▸ Required work
Somewhere below is a line with "pub struct ShadowAtlas" and, later, a line with "layers, cleared to"; repeat those two lines and all the lines between them, exactly as they are.

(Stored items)
:::::
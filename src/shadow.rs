//! Shared shadow-map atlas for the volumetric lights.
//!
//! One `Depth32Float` 2D array texture with a layer per light slot. The host
//! renders each shadowed light's depth into [`ShadowAtlas::layer_view`] using
//! the light's `shadow_view_projection`, then hands the atlas to the chain
//! through [`SceneFrame`](crate::SceneFrame). The kernel indexes the array
//! directly with the light's [`ShadowLayer`].

use crate::gpu::GpuContext;
use crate::light::{MAX_LIGHTS, ShadowLayer};

/// A depth texture array with one layer per light slot.
pub struct ShadowAtlas {
    #[allow(dead_code)]
    texture: wgpu::Texture,
    view: wgpu::TextureView,
    layer_views: Vec<wgpu::TextureView>,
    size: u32,
}

impl ShadowAtlas {
    pub const FORMAT: wgpu::TextureFormat = wgpu::TextureFormat::Depth32Float;

    /// Creates a `size` x `size` atlas with [`MAX_LIGHTS`] layers, cleared to
    /// the far plane so that every light starts fully lit.
    pub fn new(gpu: &GpuContext, size: u32) -> Self {
        let size = size.max(1);
        let texture = gpu.device.create_texture(&wgpu::TextureDescriptor {
            label: Some("Shadow Atlas"),
            size: wgpu::Extent3d {
                width: size,
                height: size,
                depth_or_array_layers: MAX_LIGHTS as u32,
            },
            mip_level_count: 1,
            sample_count: 1,
            dimension: wgpu::TextureDimension::D2,
            format: Self::FORMAT,
            usage: wgpu::TextureUsages::RENDER_ATTACHMENT | wgpu::TextureUsages::TEXTURE_BINDING,
            view_formats: &[],
        });

        let view = texture.create_view(&wgpu::TextureViewDescriptor {
            label: Some("Shadow Atlas View"),
            dimension: Some(wgpu::TextureViewDimension::D2Array),
            ..Default::default()
        });

        let layer_views = (0..MAX_LIGHTS as u32)
            .map(|layer| {
                texture.create_view(&wgpu::TextureViewDescriptor {
                    label: Some("Shadow Atlas Layer"),
                    dimension: Some(wgpu::TextureViewDimension::D2),
                    base_array_layer: layer,
                    array_layer_count: Some(1),
                    ..Default::default()
                })
            })
            .collect();

        let atlas = Self {
            texture,
            view,
            layer_views,
            size,
        };

        let mut encoder = gpu
            .device
            .create_command_encoder(&wgpu::CommandEncoderDescriptor {
                label: Some("Shadow Atlas Clear Encoder"),
            });
        atlas.clear(&mut encoder);
        gpu.queue.submit(std::iter::once(encoder.finish()));

        log::debug!("Created shadow atlas ({size}x{size}, {MAX_LIGHTS} layers)");
        atlas
    }

    /// A 1 x 1 atlas bound when the host supplies no shadow maps.
    pub fn stub(gpu: &GpuContext) -> Self {
        Self::new(gpu, 1)
    }

    /// Records passes that reset every layer to the far plane.
    pub fn clear(&self, encoder: &mut wgpu::CommandEncoder) {
        for view in &self.layer_views {
            encoder.begin_render_pass(&wgpu::RenderPassDescriptor {
                label: Some("Shadow Atlas Clear"),
                color_attachments: &[],
                depth_stencil_attachment: Some(wgpu::RenderPassDepthStencilAttachment {
                    view,
                    depth_ops: Some(wgpu::Operations {
                        load: wgpu::LoadOp::Clear(1.0),
                        store: wgpu::StoreOp::Store,
                    }),
                    stencil_ops: None,
                }),
                timestamp_writes: None,
                occlusion_query_set: None,
            });
        }
    }

    /// Depth attachment for rendering one light's shadow map.
    pub fn layer_view(&self, layer: ShadowLayer) -> Option<&wgpu::TextureView> {
        self.layer_views.get(layer.0 as usize)
    }

    /// The whole array, as bound by the kernel.
    pub fn view(&self) -> &wgpu::TextureView {
        &self.view
    }

    pub fn size(&self) -> u32 {
        self.size
    }
}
:::::
▸ Written solution
pub struct ShadowAtlas {
    #[allow(dead_code)]
    texture: wgpu::Texture,
    view: wgpu::TextureView,
    layer_views: Vec<wgpu::TextureView>,
    size: u32,
}

impl ShadowAtlas {
    pub const FORMAT: wgpu::TextureFormat = wgpu::TextureFormat::Depth32Float;

    /// Creates a `size` x `size` atlas with [`MAX_LIGHTS`] layers, cleared to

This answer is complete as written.